Karlgaard graduated in 1996 from Stanford with a bachelor’s degree in history. He competed for the Cardinals track and field team. He returned to Stanford in 1998 as an assistant to Vin Lananna, his former track coach. While on staff, Karlgaard helped guide the team to a NCAA outdoor title, the school’s first since 1934.
Karlgaard left to coach track and cross county at Minnesota while pursuing a doctoral degree in educational policy and administration. He earned the doctorate from Minnesota in 2005.
While leading Oberlin athletics, 12 of 22 varsity programs achieved their highest conference placement in NCAC history.
Karlgaard also led the enhancement of athletics facilities and raised record amounts of money. Oberlin invested $8 million in athletics facilities improvements over five years. Karlgaard also effectively reached out to Oberlin’s alumni base by raising more than $500,000 through the Heisman Club and ushering in several major gifts for facility improvements.
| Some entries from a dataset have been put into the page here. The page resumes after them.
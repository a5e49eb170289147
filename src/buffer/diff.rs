//! Diffing Engine: Generate minimal ANSI sequences from frame changes.
//!
//! This module implements the core anti-flicker logic:
//! 1. Compare the front (on-screen) and back (just flattened) frames
//! 2. Emit a cursor move only when the next changed cell is not directly
//!    after the last one written on the same row
//! 3. Emit a style sequence only when it differs from the last one emitted
//! 4. Reset attributes once at the end if any style was emitted
//!
//! All output is accumulated in a single buffer and flushed with one syscall,
//! so the bytes written grow with the number of changed cells rather than
//! with the screen area.

use super::cell::Cell;
use super::frame::Frame;
use super::style::Style;
use crate::terminal::OutputBuffer;

/// Result of a diff operation.
#[derive(Debug, Clone, Copy, Default, PartialEq, Eq)]
pub struct DiffResult {
    /// Number of cells that were different.
    pub cells_changed: usize,
    /// Number of cursor move sequences emitted.
    pub cursor_moves: usize,
    /// Number of style sequences emitted.
    pub style_changes: usize,
}

impl DiffResult {
    /// Whether this frame produced no output at all.
    #[inline]
    pub const fn is_noop(&self) -> bool {
        self.cells_changed == 0
    }
}

/// Per-frame emission state.
///
/// Nothing is carried between frames: the first changed cell of every frame
/// always gets an explicit cursor move and style.
#[derive(Default)]
struct Emitter {
    last_pos: Option<(u16, u16)>,
    last_style: Option<Style>,
}

impl Emitter {
    /// Write `cell` at `(x, y)` with the minimal amount of escape codes.
    fn put(&mut self, out: &mut OutputBuffer, x: u16, y: u16, cell: Cell, result: &mut DiffResult) {
        let adjacent = matches!(self.last_pos, Some((lx, ly)) if ly == y && lx.checked_add(1) == Some(x));
        if !adjacent {
            out.cursor_move(x, y);
            result.cursor_moves += 1;
        }
        if self.last_style != Some(cell.style) {
            out.write_style(&cell.style);
            self.last_style = Some(cell.style);
            result.style_changes += 1;
        }
        out.write_char(cell.ch);
        self.last_pos = Some((x, y));
    }

    fn finish(&self, out: &mut OutputBuffer) {
        if self.last_style.is_some() {
            out.reset_attrs();
        }
    }
}

/// Render the difference between two frames into `output`.
///
/// `front` is what the terminal is believed to show and `back` what it
/// should show. Frames of different sizes are treated as if `front` were
/// entirely empty at `back`'s size.
pub fn render_diff(front: &Frame, back: &Frame, output: &mut OutputBuffer) -> DiffResult {
    let mut result = DiffResult::default();
    let mut emitter = Emitter::default();
    let same_size = front.width() == back.width() && front.height() == back.height();
    let width = usize::from(back.width().max(1));

    for (i, &cell) in back.cells().iter().enumerate() {
        let old = if same_size { front.cells()[i] } else { Cell::EMPTY };
        if cell == old {
            continue;
        }
        result.cells_changed += 1;
        // Both fit in u16: they are bounded by the frame's own dimensions.
        let (x, y) = ((i % width) as u16, (i / width) as u16);
        emitter.put(output, x, y, cell, &mut result);
    }

    emitter.finish(output);
    result
}

/// Generate a full redraw sequence (no diffing).
///
/// Homes the cursor, writes every cell row by row with `\r\n` between rows,
/// and resets attributes at the end. Used for the first frame and after a
/// resize, when the previous front frame no longer matches the screen.
pub fn render_full(frame: &Frame, output: &mut OutputBuffer) -> DiffResult {
    let mut result = DiffResult {
        cursor_moves: 1,
        ..DiffResult::default()
    };
    let mut last_style: Option<Style> = None;

    output.cursor_home();
    for (y, row) in frame.rows().enumerate() {
        if y > 0 {
            output.write_raw(b"\r\n");
        }
        for cell in row {
            if last_style != Some(cell.style) {
                output.write_style(&cell.style);
                last_style = Some(cell.style);
                result.style_changes += 1;
            }
            output.write_char(cell.ch);
            result.cells_changed += 1;
        }
    }
    output.reset_attrs();
    result
}

#[cfg(test)]
mod tests {
    use super::*;
    use crate::buffer::style::{BasicColor, Color};
    use crate::buffer::Buffer;

    fn diff(front: &Frame, back: &Frame) -> (DiffResult, String) {
        let mut out = OutputBuffer::new();
        let result = render_diff(front, back, &mut out);
        (result, String::from_utf8(out.as_bytes().to_vec()).unwrap())
    }

    #[test]
    fn test_diff_identical_frames() {
        let a = Frame::new(10, 5);
        let (result, out) = diff(&a, &a.clone());
        assert!(result.is_noop());
        assert!(out.is_empty());
    }

    #[test]
    fn test_diff_single_cell_change() {
        let front = Frame::new(10, 5);
        let mut buffer = Buffer::new(10, 5);
        buffer.set(5, 2, 0, Cell::from_char('X'));
        let back = buffer.flatten();

        let (result, out) = diff(&front, &back);
        assert_eq!(result.cells_changed, 1);
        assert_eq!(result.cursor_moves, 1);
        assert_eq!(result.style_changes, 1);
        assert_eq!(out, "\x1b[3;6H\x1b[0mX\x1b[0m");
    }

    #[test]
    fn test_diff_adjacent_cells_share_cursor_move() {
        let front = Frame::new(10, 5);
        let mut buffer = Buffer::new(10, 5);
        buffer.draw_text(2, 1, 0, "ABC", Style::DEFAULT);

        let (result, out) = diff(&front, &buffer.flatten());
        assert_eq!(result.cells_changed, 3);
        assert_eq!(result.cursor_moves, 1);
        assert_eq!(result.style_changes, 1);
        assert_eq!(out, "\x1b[2;3H\x1b[0mABC\x1b[0m");
    }

    #[test]
    fn test_diff_gap_forces_cursor_move() {
        let front = Frame::new(10, 2);
        let mut buffer = Buffer::new(10, 2);
        buffer.set(0, 0, 0, Cell::from_char('a'));
        buffer.set(2, 0, 0, Cell::from_char('b'));
        // Last column of row 0 then first column of row 1 is not adjacent.
        buffer.set(9, 0, 0, Cell::from_char('c'));
        buffer.set(0, 1, 0, Cell::from_char('d'));

        let (result, out) = diff(&front, &buffer.flatten());
        assert_eq!(result.cursor_moves, 4);
        assert_eq!(
            out,
            "\x1b[1;1H\x1b[0ma\x1b[1;3Hb\x1b[1;10Hc\x1b[2;1Hd\x1b[0m"
        );
    }

    #[test]
    fn test_diff_style_tracking() {
        let front = Frame::new(10, 1);
        let red = Style::foreground(Color::Basic(BasicColor::Red));
        let mut buffer = Buffer::new(10, 1);
        buffer.draw_text(0, 0, 0, "ab", red);
        buffer.draw_text(2, 0, 0, "c", Style::DEFAULT);

        let (result, out) = diff(&front, &buffer.flatten());
        assert_eq!(result.style_changes, 2);
        assert_eq!(out, "\x1b[1;1H\x1b[0m\x1b[31mab\x1b[0mc\x1b[0m");
    }

    #[test]
    fn test_diff_erasure_writes_space() {
        let mut before = Buffer::new(3, 1);
        before.set(1, 0, 0, Cell::from_char('x'));
        let front = before.flatten();

        let (result, out) = diff(&front, &Frame::new(3, 1));
        assert_eq!(result.cells_changed, 1);
        assert_eq!(out, "\x1b[1;2H\x1b[0m \x1b[0m");
    }

    #[test]
    fn test_diff_size_mismatch_treats_front_as_empty() {
        let mut buffer = Buffer::new(2, 1);
        buffer.set(1, 0, 0, Cell::from_char('z'));
        let (result, _) = diff(&Frame::new(5, 5), &buffer.flatten());
        assert_eq!(result.cells_changed, 1);
    }

    #[test]
    fn test_render_full() {
        let mut buffer = Buffer::new(3, 2);
        buffer.draw_text(0, 0, 0, "ABC", Style::DEFAULT);

        let mut out = OutputBuffer::new();
        let result = render_full(&buffer.flatten(), &mut out);

        assert_eq!(result.cells_changed, 6);
        assert_eq!(out.as_bytes(), b"\x1b[H\x1b[0mABC\r\n   \x1b[0m");
    }
}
“Joe helped restore the rich tradition of Oberlin athletics during his six-year tenure as athletics director,” said Marvin Krislov, president of Oberlin College. “In addition to strengthening Oberlin’s competitive profile, Joe improved our athletics facilities and raised record amounts of money. The Oberlin College Department of Athletics is stronger and healthier because of Joe Karlgaard.”
Karlgaard worked for two years in his present role at Stanford. He was responsible for helping set the strategic direction for a $90 million annual budget and led the Athletics Department’s efforts in delivering the greatest single-year increase in the school’s fundraising history.
Greenspan had been athletic director at Rice since March 2010. On June 13, the university announced Greenspan would step down on June 30. The reason cited was expanding his consulting business and exploring other professional opportunities that have been presented to him.
Rick Mello, Rice senior executive athletic director, served as interim athletic director.
Leebron formed the search committee in July and said at the time the plan was to have a new AD picked by early September. Rice hired the search firm Korn/Ferry International to assist the committee.
Gabe Baker, a junior football player; and Natalie Beazant, a junior women’s tennis player, were the two student-athletes on the committee. They were joined by Rice trustees, administrators, alumni and local business leaders.
The only other publically reported candidate was Duke deputy director of athletics Mike Cragg. He withdrew his name from consideration earlier this month.